Send to Friend  Bookmark  Print

Standards and Ceremonies Involved in Reform Conversion in the Boston Area

February 2001

Certain strands of Jewish tradition suggest that caution should be taken when it comes to bringing in converts, no doubt due to the concern that the decision to convert is a serious one. Yet, other rabbinic texts declare that bringing in converts should be a major Jewish priority. Indeed, according to Rabbi Elazar "God scattered Israel among the nations for the sole purpose that converts would become numerous among them." (Bab. Talmud, Pesachim 87b)

Today in the Reform Movement there is a growing openness, even eagerness, to welcome converts. Many assume it is difficult to convert to Judaism. It is not. Yet there is a responsibility on the part of every sponsoring rabbi to try to make sure that each convert to Judaism has sufficient knowledge, Jewish experience, and commitment.

Steps to Conversion

One begins the process of conversion by making an appointment to see a rabbi. At this initial appointment the rabbi can help the candidate get an overview of the requirements for conversion and answer any specific questions. Every rabbi has his or her own requirements.
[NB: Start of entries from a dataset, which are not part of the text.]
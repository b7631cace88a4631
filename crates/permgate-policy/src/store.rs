use permgate_core::{PermissionId, RecordVersion, SubjectRef, Timestamp};
use std::collections::HashMap;
use std::sync::{RwLock, RwLockReadGuard, RwLockWriteGuard};

use crate::action::Action;
use crate::error::{PermissionError, PermissionResult};
use crate::types::{CreatePermissionInput, Permission, PermissionPatch};
use crate::validation::validate_permission;

type Records = HashMap<PermissionId, Permission>;

/// How far [`PermissionStore::extend`] moves a permission's expiry.
#[derive(Debug, Clone, Copy, PartialEq, Eq)]
pub enum Extension {
    /// Set `valid_until` to this instant, which must be later than the
    /// current expiry.
    Until(Timestamp),
    /// Add seconds to the current expiry, or to `now` when the permission
    /// has none or has already lapsed.
    By(u64),
}

/// Owns permission records.
///
/// Reads share a read lock so concurrent evaluations never wait on each
/// other. Every mutation takes the write lock, re-validates the record and
/// bumps its version.
#[derive(Debug, Default)]
pub struct PermissionStore {
    records: RwLock<Records>,
}

impl PermissionStore {
    pub fn new() -> Self {
        Self::default()
    }

    fn read(&self) -> PermissionResult<RwLockReadGuard<'_, Records>> {
        self.records
            .read()
            .map_err(|e| PermissionError::Storage(format!("lock poisoned: {}", e)))
    }

    fn write(&self) -> PermissionResult<RwLockWriteGuard<'_, Records>> {
        self.records
            .write()
            .map_err(|e| PermissionError::Storage(format!("lock poisoned: {}", e)))
    }

    /// Validate and store a new grant under a generated id.
    pub fn create(&self, input: CreatePermissionInput, now: Timestamp) -> PermissionResult<Permission> {
        self.create_with_id(input, PermissionId::generate(), now)
    }

    /// Validate and store a new grant under a caller-chosen id.
    pub fn create_with_id(
        &self,
        input: CreatePermissionInput,
        id: PermissionId,
        now: Timestamp,
    ) -> PermissionResult<Permission> {
        let permission = Permission::from_input(input, id, now);
        validate_permission(&permission).map_err(PermissionError::Validation)?;

        let mut records = self.write()?;
        if records.contains_key(&permission.id) {
            return Err(PermissionError::validation(format!(
                "permission id '{}' already exists",
                permission.id
            )));
        }
        records.insert(permission.id.clone(), permission.clone());
        Ok(permission)
    }

    pub fn get(&self, id: &PermissionId) -> PermissionResult<Permission> {
        self.read()?
            .get(id)
            .cloned()
            .ok_or_else(|| PermissionError::NotFound(id.clone()))
    }

    /// All records, ordered by id.
    pub fn list(&self) -> PermissionResult<Vec<Permission>> {
        let mut all: Vec<Permission> = self.read()?.values().cloned().collect();
        all.sort_by(|a, b| a.id.cmp(&b.id));
        Ok(all)
    }

    pub fn len(&self) -> usize {
        self.read().map(|r| r.len()).unwrap_or(0)
    }

    pub fn is_empty(&self) -> bool {
        self.len() == 0
    }

    /// Active permissions for `action` granted to any of `subjects`,
    /// ordered by id. Scope, validity and conditions are left to the engine.
    pub fn find_candidates(
        &self,
        subjects: &[SubjectRef],
        action: Action,
    ) -> PermissionResult<Vec<Permission>> {
        let mut found: Vec<Permission> = self
            .read()?
            .values()
            .filter(|p| p.is_active && p.action == action && subjects.contains(&p.subject))
            .cloned()
            .collect();
        found.sort_by(|a, b| a.id.cmp(&b.id));
        Ok(found)
    }

    /// Apply a partial update if the stored version still equals
    /// `expected_version`.
    pub fn update(
        &self,
        id: &PermissionId,
        patch: PermissionPatch,
        expected_version: RecordVersion,
        now: Timestamp,
    ) -> PermissionResult<Permission> {
        self.mutate(id, Some(expected_version), now, |p| {
            patch.apply(p);
            Ok(())
        })
    }

    pub fn delete(&self, id: &PermissionId) -> PermissionResult<Permission> {
        self.write()?
            .remove(id)
            .ok_or_else(|| PermissionError::NotFound(id.clone()))
    }

    /// Soft removal: the record stays for audit but never matches again
    /// until reactivated.
    pub fn revoke(
        &self,
        id: &PermissionId,
        reason: Option<String>,
        now: Timestamp,
    ) -> PermissionResult<Permission> {
        self.mutate(id, None, now, |p| {
            p.is_active = false;
            p.metadata.revoked_at = Some(now);
            if reason.is_some() {
                p.metadata.reason = reason;
            }
            Ok(())
        })
    }

    pub fn set_active(
        &self,
        id: &PermissionId,
        active: bool,
        now: Timestamp,
    ) -> PermissionResult<Permission> {
        self.mutate(id, None, now, |p| {
            p.is_active = active;
            if active {
                p.metadata.revoked_at = None;
            }
            Ok(())
        })
    }

    /// Move `valid_until` later. Shortening is rejected. The new expiry is
    /// computed from the record as it is under the write lock, so
    /// concurrent relative extensions add up.
    pub fn extend(
        &self,
        id: &PermissionId,
        extension: Extension,
        now: Timestamp,
    ) -> PermissionResult<Permission> {
        self.mutate(id, None, now, |p| {
            let valid_until = match extension {
                Extension::Until(until) => {
                    if let Some(current) = p.valid_until {
                        if until <= current {
                            return Err(PermissionError::validation(format!(
                                "new validUntil {} is not after the current {}",
                                until, current
                            )));
                        }
                    }
                    until
                }
                Extension::By(secs) => p.valid_until.unwrap_or(now).max(now).plus_seconds(secs),
            };
            p.valid_until = Some(valid_until);
            Ok(())
        })
    }

    /// Duplicate a permission for another subject under a fresh id.
    pub fn copy_to(
        &self,
        id: &PermissionId,
        target: SubjectRef,
        now: Timestamp,
    ) -> PermissionResult<Permission> {
        let mut records = self.write()?;
        let source = records
            .get(id)
            .ok_or_else(|| PermissionError::NotFound(id.clone()))?;

        let mut copy = source.clone();
        copy.id = PermissionId::generate();
        copy.subject = target;
        copy.version = RecordVersion::initial();
        copy.metadata.created_at = now;
        copy.metadata.updated_at = now;
        copy.metadata.revoked_at = None;
        validate_permission(&copy).map_err(PermissionError::Validation)?;

        records.insert(copy.id.clone(), copy.clone());
        Ok(copy)
    }

    #[cfg(test)]
    pub(crate) fn insert_unchecked(&self, permission: Permission) {
        if let Ok(mut records) = self.write() {
            records.insert(permission.id.clone(), permission);
        }
    }

    fn mutate<F>(
        &self,
        id: &PermissionId,
        expected_version: Option<RecordVersion>,
        now: Timestamp,
        change: F,
    ) -> PermissionResult<Permission>
    where
        F: FnOnce(&mut Permission) -> PermissionResult<()>,
    {
        let mut records = self.write()?;
        let current = records
            .get(id)
            .ok_or_else(|| PermissionError::NotFound(id.clone()))?;

        if let Some(expected) = expected_version {
            if current.version != expected {
                return Err(PermissionError::Conflict {
                    id: id.clone(),
                    expected,
                    actual: current.version,
                });
            }
        }

        let mut next = current.clone();
        change(&mut next)?;
        next.id = id.clone();
        next.version = current.version.next();
        next.metadata.updated_at = now;
        validate_permission(&next).map_err(PermissionError::Validation)?;

        records.insert(id.clone(), next.clone());
        Ok(next)
    }
}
Mine include: 1) a program of study, preferably the Union of American Hebrew Congregations' Introduction to Judaism Course, which is a sixteen to twenty week course taught in different Boston-area synagogues by rabbis and educators 2) a year of observing the major Jewish holidays 3) attendance at synagogue at least twice a month for a year. I also expect the candidate to meet with me privately from time to time so I can answer questions that arise and get a sense of how he or she is feeling about the process. Rabbis do not charge for facilitating the process of conversion. It is part of our overall rabbinical responsibilities, and we consider it an honor to be able to help escort someone into the Jewish community.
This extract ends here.